Irma Bianchi de Belardinelli estuvo junto a sus familiares - whatsapp

Por Redacción

Es una de las vecinas más longevas de la Ciudad

Una de las vecinas más longevas de la Ciudad cumplió años; saludada por cuatro generaciones de descendientes, desde hijos a tataranietos, Irma Bianchi de Belardinelli sopló las 105 velitas en un festejo íntimo y emotivo que tuvo lugar en su casa de La Cumbre.

Poseedora del consejo equilibrado y la palabra acertada, desde su envidiable lucidez y la experiencia que le otorga su vida más que centenaria, Irma sigue transitando cada jornada con una intensidad que asombra: cocina, teje, lee el diario, mantiene su hogar ordenado y es una impecable anfitriona para quienes la visitan, amigos e integrantes de una familia numerosa para quienes la “abu” es referente indiscutible.

Optimista y de resiliente buen humor, a pesar de los tragos amargos que de tanto en tanto depara la vida, interesada por la actualidad social y política del país, la oriunda de Ancona, Italia -donde nació en 1912- lleva 91 años en la Argentina; llegó cuando tenía 14 años, huyendo de las consecuencias devastadoras que dejó la Gran Guerra en el continente europeo y sobre todo en el país peninsular.

“Por la guerra me vine, quiero que se sepa lo que es la guerra” contó oportunamente quien abordó un buque junto a algunos de sus hermanos para venir a desembarcar finalmente en el barrio platense de 41 y 22.

Preparando el terreno, otro de sus hermanos -que había viajado antes para escapar de la soldadesca- esperaba aquí la llegada.
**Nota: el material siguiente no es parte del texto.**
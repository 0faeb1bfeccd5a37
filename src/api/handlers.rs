//! Request handlers for the API endpoints.

use std::sync::Arc;

use axum::Json;
use axum::extract::State;
use axum::http::StatusCode;
use tracing::debug;

use super::types::{
    ErrorResponse, EvaluateRequest, EvaluateResponse, ModelResponse, SimulateRequest,
    SimulateResponse,
};
use super::{AppState, MAX_SAMPLES};
use crate::model::DemandCurve;
use crate::problem::ScheduleProblem;
use crate::sim::error::SimError;
use crate::sim::kpi::TraceReport;
use crate::sim::simulate;
use crate::sim::types::TimeGrid;

type ApiError = (StatusCode, Json<ErrorResponse>);

fn error(status: StatusCode, message: impl Into<String>) -> ApiError {
    (
        status,
        Json(ErrorResponse {
            error: message.into(),
        }),
    )
}

/// 422 for a run without a pump operating point, 400 for bad input.
fn sim_error(e: SimError) -> ApiError {
    let status = if e.is_infeasible() {
        StatusCode::UNPROCESSABLE_ENTITY
    } else {
        StatusCode::BAD_REQUEST
    };
    error(status, e.to_string())
}

fn grid_for(state: &AppState, samples: Option<usize>) -> Result<TimeGrid, ApiError> {
    let count = samples.unwrap_or(state.default_samples);
    if count > MAX_SAMPLES {
        return Err(error(
            StatusCode::BAD_REQUEST,
            format!("`samples` ({count}) must be <= {MAX_SAMPLES}"),
        ));
    }
    TimeGrid::day(count).map_err(sim_error)
}

/// Runs a simulation off the async workers.
async fn run_blocking<T, F>(f: F) -> Result<T, ApiError>
where
    T: Send + 'static,
    F: FnOnce() -> Result<T, ApiError> + Send + 'static,
{
    tokio::task::spawn_blocking(f).await.map_err(|e| {
        error(
            StatusCode::INTERNAL_SERVER_ERROR,
            format!("simulation task failed: {e}"),
        )
    })?
}

/// Returns the plant parameters.
///
/// `GET /model` → 200 + `ModelResponse` JSON
pub async fn get_model(State(state): State<Arc<AppState>>) -> Json<ModelResponse> {
    Json(ModelResponse::from(&state.model))
}

/// Simulates a decision vector and returns its report and trace.
///
/// `POST /simulate` → 200 + `SimulateResponse` JSON
/// malformed vector, bad grid, or `stride = 0` → 400 + `ErrorResponse`
/// no pump operating point → 422 + `ErrorResponse`
pub async fn post_simulate(
    State(state): State<Arc<AppState>>,
    Json(req): Json<SimulateRequest>,
) -> Result<Json<SimulateResponse>, ApiError> {
    let stride = req.stride.unwrap_or(1);
    if stride == 0 {
        return Err(error(StatusCode::BAD_REQUEST, "`stride` must be >= 1"));
    }
    let grid = grid_for(&state, req.samples)?;
    let curve = req.demand.unwrap_or(DemandCurve::Max);

    run_blocking(move || {
        let trace = simulate(&state.model, &req.x, &grid, curve).map_err(sim_error)?;
        let report = TraceReport::from_trace(&trace, &grid, state.model.tank());
        let rows = (0..trace.len())
            .step_by(stride)
            .filter_map(|k| trace.sample(&grid, k))
            .collect();
        debug!(samples = grid.len(), cost = report.total_cost, "served simulation");
        Ok(Json(SimulateResponse {
            report,
            switches: trace.switches,
            trace: rows,
        }))
    })
    .await
}

/// Evaluates a decision vector against the objective and constraints.
///
/// `POST /evaluate` → 200 + `EvaluateResponse` JSON
/// malformed vector or bad grid → 400 + `ErrorResponse`
/// no pump operating point → 422 + `ErrorResponse`
pub async fn post_evaluate(
    State(state): State<Arc<AppState>>,
    Json(req): Json<EvaluateRequest>,
) -> Result<Json<EvaluateResponse>, ApiError> {
    let grid = grid_for(&state, req.samples)?;
    let curve = req.demand.unwrap_or(DemandCurve::Max);
    let limits = req.limits.unwrap_or_default();

    run_blocking(move || {
        let problem = ScheduleProblem::new(&state.model, grid, curve, limits);
        let eval = problem.evaluate(&req.x).map_err(sim_error)?;
        let constraints = problem.schedule_constraints(&req.x).map_err(sim_error)?;
        EvaluateResponse::from_evaluation(eval, constraints)
            .map(Json)
            .map_err(sim_error)
    })
    .await
}

#[cfg(test)]
mod tests {
    use axum::body::Body;
    use axum::http::Request;
    use tower::util::ServiceExt;

    use super::*;
    use crate::api::router;
    use crate::model::{LevelBounds, PhysicalModel, Tank};

    fn make_test_state() -> Arc<AppState> {
        Arc::new(AppState {
            model: PhysicalModel::reference(),
            default_samples: 2_401,
        })
    }

    fn post(uri: &str, body: serde_json::Value) -> Request<Body> {
        Request::builder()
            .method("POST")
            .uri(uri)
            .header("content-type", "application/json")
            .body(Body::from(body.to_string()))
            .unwrap()
    }

    async fn json_body(resp: axum::response::Response) -> serde_json::Value {
        let body = axum::body::to_bytes(resp.into_body(), usize::MAX)
            .await
            .unwrap();
        serde_json::from_slice(&body).unwrap()
    }

    #[tokio::test]
    async fn model_returns_200() {
        let app = router(make_test_state());

        let req = Request::builder()
            .uri("/model")
            .body(Body::empty())
            .unwrap();
        let resp = app.oneshot(req).await.unwrap();

        assert_eq!(resp.status(), StatusCode::OK);
        let json = json_body(resp).await;
        assert_eq!(json["shutoff_head_m"], 260.0);
        assert_eq!(json["tariff"].as_array().map(Vec::len), Some(12));
        assert!(json.get("operational").is_some());
    }

    #[tokio::test]
    async fn simulate_returns_strided_trace() {
        let app = router(make_test_state());
        let req = post(
            "/simulate",
            serde_json::json!({ "x": [1.0, 5.0], "stride": 100 }),
        );
        let resp = app.oneshot(req).await.unwrap();

        assert_eq!(resp.status(), StatusCode::OK);
        let json = json_body(resp).await;
        // samples 0, 100, ..., 2400
        assert_eq!(json["trace"].as_array().map(Vec::len), Some(25));
        assert_eq!(json["switches"].as_array().map(Vec::len), Some(2));
        assert!(json["report"]["total_cost"].as_f64().unwrap_or(0.0) > 0.0);
    }

    #[tokio::test]
    async fn simulate_odd_vector_returns_400() {
        let app = router(make_test_state());
        let req = post("/simulate", serde_json::json!({ "x": [1.0, 2.0, 3.0] }));
        let resp = app.oneshot(req).await.unwrap();

        assert_eq!(resp.status(), StatusCode::BAD_REQUEST);
        let json = json_body(resp).await;
        assert!(json.get("error").is_some());
    }

    #[tokio::test]
    async fn simulate_zero_stride_returns_400() {
        let app = router(make_test_state());
        let req = post("/simulate", serde_json::json!({ "x": [], "stride": 0 }));
        let resp = app.oneshot(req).await.unwrap();
        assert_eq!(resp.status(), StatusCode::BAD_REQUEST);
    }

    #[tokio::test]
    async fn simulate_infeasible_returns_422() {
        let reference = PhysicalModel::reference();
        let model = PhysicalModel::new(
            *reference.pump(),
            reference.demand().clone(),
            *reference.pipes(),
            Tank::new(
                185.0,
                300.0,
                LevelBounds::new(290.0, 310.0),
                LevelBounds::new(280.0, 320.0),
            ),
            *reference.tariff(),
            reference.density_kg_m3(),
            9.81,
        );
        let app = router(Arc::new(AppState {
            model,
            default_samples: 241,
        }));
        let req = post("/simulate", serde_json::json!({ "x": [1.0, 1.0] }));
        let resp = app.oneshot(req).await.unwrap();
        assert_eq!(resp.status(), StatusCode::UNPROCESSABLE_ENTITY);
    }

    #[tokio::test]
    async fn evaluate_flags_overlap() {
        let app = router(make_test_state());
        let req = post(
            "/evaluate",
            serde_json::json!({ "x": [1.0, 4.0, 5.0, 1.0], "limits": "absolute" }),
        );
        let resp = app.oneshot(req).await.unwrap();

        assert_eq!(resp.status(), StatusCode::OK);
        let json = json_body(resp).await;
        assert_eq!(json["status"], "violating");
        assert_eq!(json["schedule_constraints"][0], -2.0);
    }

    #[tokio::test]
    async fn evaluate_too_many_samples_returns_400() {
        let app = router(make_test_state());
        let req = post(
            "/evaluate",
            serde_json::json!({ "x": [], "samples": MAX_SAMPLES + 1 }),
        );
        let resp = app.oneshot(req).await.unwrap();
        assert_eq!(resp.status(), StatusCode::BAD_REQUEST);
    }
}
Una vez establecida, con la ayuda de un tío por parte de su madre planeó y logró traer al resto de la familia para un nuevo comienzo en nuestro país, en años en que el ascenso de los totalitarismos y el fascismo en el Viejo Continente auguraba de nuevo vientos bélicos.

En La Plata, Irma forjó su propio destino: “siempre trabajé; ayudando en la casa de una familia en la que viví apenas llegué, y después, cuando ya tuve novio, cosiendo y tejiendo”. A los 19 años, uno después de ponerse de novia, se casó con quien sería su gran amor y compañero de vida durante 66 años, Gino Belardinelli.

Tuvieron dos hijos, Idilio y Vilma, y durante algunos años se radicaron en Santa Teresita donde Gino trabajó en la construcción de la primera escuela y la comisaría. Luego llegaron nietos, bisnietos y tataranietos que la llenan de orgullo.

Versátil y de memoria prodigiosa, sumó a su vida cotidiana todos los adelantos tecnológicos; le encanta leer el diario, ver TV y es una eximia cocinera. Uno de sus pasatiempos preferidos es el tejido; asegura que el secreto para estar así a los cien años es “alimentarse bien, y dar y recibir amor”.